HTTP vs gRPC
Developers should learn HTTP because it is essential for building and interacting with web applications, APIs, and services, as it defines how data is formatted and transmitted between clients and servers meets developers should learn grpc when building microservices architectures, real-time applications, or systems requiring low-latency, high-throughput communication, such as in cloud-native environments or iot platforms.

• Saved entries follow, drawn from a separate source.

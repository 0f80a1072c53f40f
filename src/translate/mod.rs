pub mod interface;
pub mod client;

pub use interface::{TranslateRequest, TranslateResponse, Translator};
pub use client::MarianTranslator;
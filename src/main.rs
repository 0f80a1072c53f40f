use anyhow::Result;
use tracing::info;
use tracing_subscriber::EnvFilter;

use lingua_gateway::{create_routes, AppState, Config};

#[tokio::main]
async fn main() -> Result<()> {
    let filter = EnvFilter::try_from_default_env()
        .unwrap_or_else(|_| EnvFilter::new("lingua_gateway=debug,tower_http=debug"));
    tracing_subscriber::fmt().with_env_filter(filter).init();

    // Load configuration - an explicit CONFIG_PATH must load, defaults only when no file exists
    let explicit = std::env::var("CONFIG_PATH").ok();
    let fallbacks = ["conf.yaml", "conf.json"];

    let config = match Config::discover(explicit.as_deref(), &fallbacks)? {
        Some((config, path)) => {
            info!("Loaded configuration from: {}", path);
            config
        }
        None => {
            info!("No config file found (tried {:?}); using defaults", fallbacks);
            Config::default()
        }
    }
    .with_env_overrides();

    let bind_host = config.server.host.clone();
    let bind_port = config.server.port;

    // Clients are built once and shared by every request
    let app_state = AppState::new(config)?;
    let app = create_routes(app_state);

    let listener = tokio::net::TcpListener::bind((bind_host.as_str(), bind_port)).await?;
    info!("Starting server on {}", listener.local_addr()?);
    axum::serve(listener, app)
        .with_graceful_shutdown(shutdown_signal())
        .await?;

    Ok(())
}

async fn shutdown_signal() {
    if let Err(e) = tokio::signal::ctrl_c().await {
        tracing::error!("Failed to listen for shutdown signal: {}", e);
        std::future::pending::<()>().await;
    }
    info!("Shutdown signal received");
}
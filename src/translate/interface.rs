//! Translate interface - actual model runs in the inference service

use async_trait::async_trait;
use serde::{Deserialize, Serialize};

#[derive(Debug, Serialize, Deserialize)]
pub struct TranslateRequest {
    #[serde(default)]
    pub text: String,
    pub source_language: Option<String>,
    pub target_language: Option<String>,
}

#[derive(Debug, Serialize, Deserialize)]
pub struct TranslateResponse {
    pub original: String,
    pub translated: String,
    pub source_language: String,
    pub target_language: String,
}

/// Translates with a fixed language pair baked into the model
#[async_trait]
pub trait Translator: Send + Sync {
    async fn translate(&self, text: &str) -> Result<String, anyhow::Error>;
}
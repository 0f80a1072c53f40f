use async_trait::async_trait;
use std::sync::Arc;
use tracing::debug;

use crate::inference_service::InferenceServiceClient;
use super::interface::QuestionAnswerer;

/// RoBERTa SQuAD2 pipeline served by the inference service
pub struct ExtractiveQa {
    inference: Arc<InferenceServiceClient>,
    model: String,
}

impl ExtractiveQa {
    pub fn new(inference: Arc<InferenceServiceClient>, model: String) -> Self {
        Self { inference, model }
    }
}

#[async_trait]
impl QuestionAnswerer for ExtractiveQa {
    async fn answer(
        &self,
        question: &str,
        context: &str,
        max_answer_len: usize,
    ) -> Result<String, anyhow::Error> {
        let output = self
            .inference
            .answer(&self.model, question, context, max_answer_len)
            .await?;
        debug!(
            "QA answer span {}..{} (score {:.3})",
            output.start, output.end, output.score
        );
        Ok(output.answer)
    }
}
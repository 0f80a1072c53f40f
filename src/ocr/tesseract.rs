use async_trait::async_trait;
use anyhow::{anyhow, Context, Result};
use image::GenericImageView;
use std::io::Write;
use tempfile::NamedTempFile;
use tokio::process::Command;
use tracing::debug;

use crate::config::OcrConfig;
use super::interface::OcrEngine;

/// Runs the `tesseract` CLI over a decoded copy of the uploaded image
pub struct TesseractOcr {
    binary: String,
    languages: String,
    tessdata_dir: Option<String>,
}

impl TesseractOcr {
    pub fn new(config: &OcrConfig) -> Self {
        Self {
            binary: config.tesseract_path.clone(),
            languages: config.languages.clone(),
            tessdata_dir: config.tessdata_dir.clone(),
        }
    }

    fn command(&self, input: &std::path::Path) -> Command {
        let mut cmd = Command::new(&self.binary);
        cmd.arg(input).arg("stdout").arg("-l").arg(&self.languages);
        if let Some(dir) = &self.tessdata_dir {
            cmd.arg("--tessdata-dir").arg(dir);
        }
        cmd.kill_on_drop(true);
        cmd
    }
}

/// Decode arbitrary image bytes and re-encode them as PNG in a temp file
pub(crate) fn decode_to_png(image_bytes: &[u8]) -> Result<NamedTempFile> {
    let image =
        image::load_from_memory(image_bytes).context("failed to decode image for OCR")?;
    let (width, height) = image.dimensions();
    debug!("Decoded OCR image {}x{}", width, height);

    let mut tmp = tempfile::Builder::new()
        .suffix(".png")
        .tempfile()
        .context("failed to create temp file for OCR")?;
    image
        .write_to(&mut tmp, image::ImageFormat::Png)
        .context("failed to write temp image for OCR")?;
    tmp.flush().context("failed to flush temp image for OCR")?;
    Ok(tmp)
}

/// Tesseract terminates each page with a form feed
pub(crate) fn clean_output(stdout: &[u8]) -> String {
    String::from_utf8_lossy(stdout)
        .trim_end_matches(|c: char| c == '\u{c}' || c.is_whitespace())
        .to_string()
}

#[async_trait]
impl OcrEngine for TesseractOcr {
    async fn extract_text(&self, image_bytes: &[u8]) -> Result<String> {
        let bytes = image_bytes.to_vec();
        let tmp = tokio::task::spawn_blocking(move || decode_to_png(&bytes))
            .await
            .context("image decoding task failed")??;

        let output = self
            .command(tmp.path())
            .output()
            .await
            .with_context(|| format!("failed to run {} (is it installed?)", self.binary))?;

        if !output.status.success() {
            let stderr = String::from_utf8_lossy(&output.stderr);
            return Err(anyhow!("tesseract failed: {}", stderr.trim()));
        }

        let text = clean_output(&output.stdout);
        debug!(
            "OCR ({}) extracted {} chars",
            self.languages,
            text.chars().count()
        );
        Ok(text)
    }
}

#[cfg(test)]
mod tests {
    use super::*;
    use image::{ImageBuffer, Rgb};
    use std::io::Cursor;

    fn tiny_jpeg() -> Vec<u8> {
        let img: ImageBuffer<Rgb<u8>, Vec<u8>> = ImageBuffer::from_pixel(4, 4, Rgb([255, 255, 255]));
        let mut out = Cursor::new(Vec::new());
        img.write_to(&mut out, image::ImageFormat::Jpeg).unwrap();
        out.into_inner()
    }

    #[test]
    fn test_decode_to_png() {
        let tmp = decode_to_png(&tiny_jpeg()).unwrap();
        let written = std::fs::read(tmp.path()).unwrap();
        assert!(written.starts_with(&[0x89, b'P', b'N', b'G']));
    }

    #[test]
    fn test_decode_rejects_garbage() {
        let err = decode_to_png(b"definitely not an image").unwrap_err();
        assert!(err.to_string().contains("failed to decode image"));
    }

    #[test]
    fn test_clean_output_strips_page_break() {
        assert_eq!(clean_output(b"Merhaba d\xc3\xbcnya\n\x0c"), "Merhaba dünya");
        assert_eq!(clean_output(b"\n\x0c"), "");
    }

    #[test]
    fn test_command_args() {
        let ocr = TesseractOcr::new(&OcrConfig {
            tesseract_path: "tesseract".into(),
            languages: "tur+ron".into(),
            tessdata_dir: Some("/usr/share/tessdata".into()),
        });
        let cmd = ocr.command(std::path::Path::new("/tmp/x.png"));
        let args: Vec<_> = cmd
            .as_std()
            .get_args()
            .map(|a| a.to_string_lossy().into_owned())
            .collect();
        assert_eq!(
            args,
            vec!["/tmp/x.png", "stdout", "-l", "tur+ron", "--tessdata-dir", "/usr/share/tessdata"]
        );
    }

    #[tokio::test]
    async fn test_missing_binary_is_error() {
        let ocr = TesseractOcr::new(&OcrConfig {
            tesseract_path: "/nonexistent/tesseract".into(),
            languages: "tur+ron".into(),
            tessdata_dir: None,
        });
        assert!(ocr.extract_text(&tiny_jpeg()).await.is_err());
    }
}
use anyhow::{Context, Result};
use gitdeploy::config::DeployConfig;
use gitdeploy::deploy::db::{DbHandle, DeployDb};
use gitdeploy::logging::{LogOptions, init_logging};
use tracing_appender::non_blocking::WorkerGuard;

use super::super::{Cli, Commands};

/// Resolve configuration: file, then `GITDEPLOY_*` environment, then flags.
pub fn load_config(cli: &Cli) -> Result<DeployConfig> {
    let mut config = DeployConfig::load(cli.config.as_deref())?;
    if let Some(db) = &cli.db {
        config.db_path = db.clone();
    }
    if let Some(root) = &cli.apps_root {
        config.apps_root = root.clone();
    }
    if cli.verbose {
        config.log_level = "debug".to_string();
    }
    if cli.log_json {
        config.log_json = true;
    }
    config.validate()?;
    Ok(config)
}

/// Workers and the server also write a rolling file under the state dir.
pub fn init_diagnostics(cli: &Cli, config: &DeployConfig) -> Result<Option<WorkerGuard>> {
    let file_prefix = match &cli.command {
        Commands::Worker { .. } => Some("worker.log"),
        Commands::Serve { .. } => Some("server.log"),
        _ => None,
    };
    let options = LogOptions {
        level: config.log_level.clone(),
        json: config.log_json,
        stderr: true,
        log_dir: file_prefix.map(|_| config.log_dir()),
        file_prefix: file_prefix.unwrap_or("gitdeploy.log").to_string(),
    };
    init_logging(&options)
}

pub fn open_db(config: &DeployConfig) -> Result<DbHandle> {
    config.ensure_directories()?;
    let db = DeployDb::new(&config.db_path)
        .with_context(|| format!("Failed to open database {}", config.db_path.display()))?;
    Ok(DbHandle::new(db))
}

pub fn cmd_init(config: &DeployConfig) -> Result<()> {
    open_db(config)?;
    println!("Database:   {}", config.db_path.display());
    println!("Apps root:  {}", config.apps_root.display());
    println!("State dir:  {}", config.state_dir.display());
    println!();
    println!("Register an application with:");
    println!("  gitdeploy app add --name <NAME> --repository <URL> --directory <DIR>");
    Ok(())
}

Here's our take.
HTTP
Developers should learn HTTP because it is essential for building and interacting with web applications, APIs, and services, as it defines how data is formatted and transmitted between clients and servers
HTTP
Nice PickDevelopers should learn HTTP because it is essential for building and interacting with web applications, APIs, and services, as it defines how data is formatted and transmitted between clients and servers
Pros
- +It is used in scenarios such as fetching web pages, making API calls in mobile apps, and enabling communication in microservices architectures
- +Related to: https, rest-api
Cons
- -Specific tradeoffs depend on your use case
gRPC
Developers should learn gRPC when building microservices architectures, real-time applications, or systems requiring low-latency, high-throughput communication, such as in cloud-native environments or IoT platforms
Pros
- +It is particularly useful for polyglot systems where services are written in different languages, as it provides language-agnostic contracts via protobuf
- +Related to: protocol-buffers, http-2
Cons
- -Specific tradeoffs depend on your use case
The Verdict
These tools serve different purposes. HTTP is a protocol while gRPC is a framework. We picked HTTP based on overall popularity, but your choice depends on what you're building.
Based on overall popularity. HTTP is more widely used, but gRPC excels in its own space.